Search the entries for the word "failed" and pull out each line that has it.

_Data to use_
§
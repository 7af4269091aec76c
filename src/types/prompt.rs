//! Prompt context handed to generation providers.

use serde::{Deserialize, Serialize};

use super::{GenerationRequest, ZodiacSign};

/// Structured hints carried next to the prompt text.
///
/// Remote providers only read the text; local providers (the template
/// provider) use the hints directly.
#[derive(Debug, Clone, Default, PartialEq, Eq, Serialize, Deserialize)]
pub struct PromptHints {
    #[serde(skip_serializing_if = "Option::is_none")]
    pub name: Option<String>,
    #[serde(skip_serializing_if = "Option::is_none")]
    pub zodiac_sign: Option<ZodiacSign>,
}

/// Assembled prompt: plain text plus optional structured hints.
#[derive(Debug, Clone, PartialEq, Eq, Serialize, Deserialize)]
pub struct PromptContext {
    pub text: String,
    #[serde(default)]
    pub hints: PromptHints,
}

impl PromptContext {
    /// A bare prompt without hints.
    pub fn from_text(text: impl Into<String>) -> Self {
        Self {
            text: text.into(),
            hints: PromptHints::default(),
        }
    }

    /// Build the insight prompt from the request, retrieved corpus snippets
    /// and the subject's personalization summary.
    ///
    /// Empty `snippets` and `None` personalization omit their sections.
    pub fn assemble(
        request: &GenerationRequest,
        snippets: &[String],
        personalization: Option<&str>,
    ) -> Self {
        let sign = request.zodiac_sign;
        let place = non_empty_or(&request.birth_place, "Not specified");
        let time = non_empty_or(&request.birth_time, "Not specified");

        let mut lines = vec![
            format!(
                "Generate a personalized daily astrological insight for {}.",
                request.name
            ),
            String::new(),
            format!("Zodiac Sign: {sign}"),
            format!("Traits: {}", sign.traits()),
            format!("Element: {}", sign.element().as_str()),
            format!("Strengths: {}", sign.strengths()),
            format!("Birth Date: {}", request.birth_date),
            format!("Birth Time: {time}"),
            format!("Birth Place: {place}"),
            String::new(),
            format!("Base Prediction: {}", sign.base_prediction()),
        ];

        if !snippets.is_empty() {
            lines.push(String::new());
            lines.push("Relevant Astrological Context:".to_string());
            for (i, snippet) in snippets.iter().enumerate() {
                lines.push(format!("{}. {}", i + 1, snippet));
            }
        }

        if let Some(summary) = personalization.filter(|s| !s.trim().is_empty()) {
            lines.push(String::new());
            lines.push("User Preferences:".to_string());
            lines.push(summary.to_string());
        }

        lines.extend([
            String::new(),
            "Generate a natural, personalized insight (2-3 sentences) that:".to_string(),
            format!("1. Addresses {} directly", request.name),
            "2. Incorporates their zodiac traits naturally".to_string(),
            "3. Provides actionable, positive guidance".to_string(),
            "4. Sounds warm and authentic".to_string(),
            String::new(),
            "Insight:".to_string(),
        ]);

        Self {
            text: lines.join("\n"),
            hints: PromptHints {
                name: Some(request.name.clone()),
                zodiac_sign: Some(sign),
            },
        }
    }
}

fn non_empty_or<'a>(value: &'a str, fallback: &'a str) -> &'a str {
    if value.trim().is_empty() {
        fallback
    } else {
        value
    }
}
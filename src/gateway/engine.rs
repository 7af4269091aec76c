//! The insight engine: cache, context, profile, chain and translation
//! composed per request.

use std::sync::Arc;

use tokio::time::Instant;
use tracing::{debug, info, instrument, warn};

use crate::cache::{CacheEntry, InsightCache};
use crate::context::{ContextAssembler, ScoredSnippet};
use crate::profile::{ProfileId, ProfileTracker, UserProfile};
use crate::providers::ProviderChain;
use crate::telemetry;
use crate::translation::{PlaceholderTranslator, TranslationAdapter, TranslationMethod};
use crate::types::{GenerationRequest, Insight, Language, PromptContext, ZodiacSign};
use crate::Result;

/// Orchestrates one insight per request.
///
/// Built with [`Stargazer::builder()`](crate::Stargazer::builder). The
/// engine is `Send + Sync`; share it across tasks behind an `Arc`.
///
/// ```text
/// request ─► cache? ──hit──────────────────────────────────────► Insight (cached)
///               │ miss
///               ▼
///          profile + context ─► prompt ─► chain ─► translate ─► cache put
///                                                                  │
///                                                   profile record ◄┘
/// ```
pub struct InsightEngine {
    pub(super) chain: ProviderChain,
    pub(super) cache: Option<Arc<InsightCache>>,
    pub(super) context: ContextAssembler,
    pub(super) context_enabled: bool,
    pub(super) context_top_k: usize,
    pub(super) profiles: Arc<ProfileTracker>,
    pub(super) profiles_enabled: bool,
    pub(super) translator: TranslationAdapter,
    pub(super) translation_enabled: bool,
    pub(super) translation_method: TranslationMethod,
}

impl InsightEngine {
    /// Generate (or recall) the insight for a request.
    ///
    /// Never fails on provider errors while the chain is intact: the
    /// terminal provider always answers. Failures of the optional
    /// subsystems are logged and skipped.
    #[instrument(
        skip(self, request),
        fields(sign = %request.zodiac_sign, language = %request.language)
    )]
    pub async fn generate_insight(&self, request: &GenerationRequest) -> Result<Insight> {
        let start = Instant::now();

        let cache_key = self.cache.as_ref().map(|cache| {
            cache.key(
                &request.name,
                &request.birth_date,
                request.zodiac_sign,
                request.language,
            )
        });

        if let (Some(cache), Some(key)) = (&self.cache, &cache_key)
            && let Some(entry) = cache.get(key)
        {
            debug!(provider = %entry.provider, "insight served from cache");
            Self::record_insight(&entry.provider, "cache");
            return Ok(Insight {
                text: entry.text,
                provider: entry.provider,
                zodiac_sign: request.zodiac_sign,
                language: request.language,
                cached: true,
                elapsed: start.elapsed(),
            });
        }

        let profile = self.profiles_enabled.then(|| {
            let id = self.profiles.identify(&request.name, &request.birth_date);
            self.profiles.get_or_create(&id, &request.name)
        });

        let snippets: Vec<String> = if self.context_enabled {
            self.context
                .retrieve(
                    request.zodiac_sign,
                    request.zodiac_sign.traits(),
                    self.context_top_k,
                )
                .into_iter()
                .map(|scored| scored.snippet.text.to_string())
                .collect()
        } else {
            Vec::new()
        };

        let personalization = profile
            .as_ref()
            .map(|p| self.profiles.personalization_context(p));

        let prompt = PromptContext::assemble(request, &snippets, personalization.as_deref());
        let generation = self.chain.generate(&prompt).await?;

        let text = if self.translation_enabled && request.language.requires_translation() {
            self.translate_or_degrade(&generation.text, request.language)
                .await
        } else {
            generation.text
        };

        if let (Some(cache), Some(key)) = (&self.cache, cache_key) {
            cache.put(key, CacheEntry::new(text.clone(), generation.provider.clone()));
        }

        if let Some(profile) = &profile
            && let Err(e) = self.profiles.record_request(
                &profile.id,
                request.zodiac_sign,
                &text,
                request.language,
            )
        {
            warn!(error = %e, "profile update failed");
        }

        info!(
            provider = %generation.provider,
            skipped = generation.failures.len(),
            elapsed = ?start.elapsed(),
            "insight generated"
        );
        Self::record_insight(&generation.provider, "chain");

        Ok(Insight {
            text,
            provider: generation.provider,
            zodiac_sign: request.zodiac_sign,
            language: request.language,
            cached: false,
            elapsed: start.elapsed(),
        })
    }

    async fn translate_or_degrade(&self, text: &str, target: Language) -> String {
        match self
            .translator
            .translate(text, target, self.translation_method)
            .await
        {
            Ok(translated) => translated,
            Err(e) => {
                warn!(error = %e, "translation failed, using placeholder");
                PlaceholderTranslator::transform(text, target)
            }
        }
    }

    /// Translate English `text` into `target` with `method`.
    pub async fn translate(
        &self,
        text: &str,
        target: Language,
        method: TranslationMethod,
    ) -> Result<String> {
        self.translator.translate(text, target, method).await
    }

    /// Rank corpus snippets for a sign and style descriptor.
    pub fn retrieve_context(
        &self,
        zodiac_sign: ZodiacSign,
        style: &str,
        top_k: usize,
    ) -> Vec<ScoredSnippet> {
        self.context.retrieve(zodiac_sign, style, top_k)
    }

    /// Fetch or create the profile for a subject.
    pub fn get_or_create_profile(&self, name: &str, birth_date: &str) -> UserProfile {
        let id = self.profiles.identify(name, birth_date);
        self.profiles.get_or_create(&id, name)
    }

    /// Record a request against an existing profile.
    pub fn record_request(
        &self,
        id: &ProfileId,
        zodiac_sign: ZodiacSign,
        insight: &str,
        language: Language,
    ) -> Result<UserProfile> {
        self.profiles
            .record_request(id, zodiac_sign, insight, language)
    }

    /// Prompt-ready summary of a profile.
    pub fn personalization_context(&self, profile: &UserProfile) -> String {
        self.profiles.personalization_context(profile)
    }

    /// Provider names in attempt order.
    pub fn provider_names(&self) -> Vec<&str> {
        self.chain.names()
    }

    /// Translation methods accepted by [`translate`](Self::translate).
    pub fn translation_methods(&self) -> Vec<TranslationMethod> {
        self.translator.available_methods()
    }

    pub fn cache(&self) -> Option<&Arc<InsightCache>> {
        self.cache.as_ref()
    }

    pub fn profiles(&self) -> &Arc<ProfileTracker> {
        &self.profiles
    }

    pub fn profiles_enabled(&self) -> bool {
        self.profiles_enabled
    }

    fn record_insight(provider: &str, source: &'static str) {
        metrics::counter!(telemetry::INSIGHTS_TOTAL,
            "provider" => provider.to_owned(),
            "source" => source,
        )
        .increment(1);
    }
}
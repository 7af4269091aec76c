//! Google Cloud Translation (v2 REST) backend.
//!
//! See: <https://cloud.google.com/translate/docs/reference/rest/v2/translate>

use async_trait::async_trait;
use reqwest::Client;
use serde::{Deserialize, Serialize};

use super::{TranslationBackend, TranslationMethod};
use crate::providers::{ensure_success, http_client};
use crate::types::Language;
use crate::{Result, StargazerError};

const DEFAULT_BASE_URL: &str = "https://translation.googleapis.com";

/// Client for Google Cloud Translation v2.
#[derive(Clone)]
pub struct GoogleTranslateClient {
    api_key: String,
    http: Client,
    base_url: String,
}

impl GoogleTranslateClient {
    pub fn new(api_key: impl Into<String>) -> Self {
        Self::with_base_url(api_key, DEFAULT_BASE_URL)
    }

    /// Create a client with a custom base URL (for testing with wiremock).
    pub fn with_base_url(api_key: impl Into<String>, base_url: impl Into<String>) -> Self {
        Self {
            api_key: api_key.into(),
            http: http_client(),
            base_url: base_url.into(),
        }
    }
}

#[async_trait]
impl TranslationBackend for GoogleTranslateClient {
    fn name(&self) -> &str {
        "google"
    }

    fn method(&self) -> TranslationMethod {
        TranslationMethod::Google
    }

    fn is_available(&self) -> bool {
        !self.api_key.trim().is_empty()
    }

    async fn translate(&self, text: &str, target: Language) -> Result<String> {
        let url = format!("{}/language/translate/v2", self.base_url);
        let response = self
            .http
            .post(&url)
            .query(&[("key", self.api_key.as_str())])
            .json(&TranslateRequest {
                q: text,
                source: Language::English.code(),
                target: target.code(),
                format: "text",
            })
            .send()
            .await?;
        let response = ensure_success(response, "google translate").await?;
        let parsed: TranslateResponse = response.json().await?;

        parsed
            .data
            .translations
            .into_iter()
            .next()
            .map(|t| t.translated_text)
            .ok_or(StargazerError::EmptyResponse)
    }
}

#[derive(Serialize)]
struct TranslateRequest<'a> {
    q: &'a str,
    source: &'a str,
    target: &'a str,
    format: &'a str,
}

#[derive(Deserialize)]
struct TranslateResponse {
    data: TranslationData,
}

#[derive(Deserialize)]
struct TranslationData {
    #[serde(default)]
    translations: Vec<Translation>,
}

#[derive(Deserialize)]
#[serde(rename_all = "camelCase")]
struct Translation {
    translated_text: String,
}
§
_Result_
            warn!(error = %e, "profile update failed");
                warn!(error = %e, "translation failed, using placeholder");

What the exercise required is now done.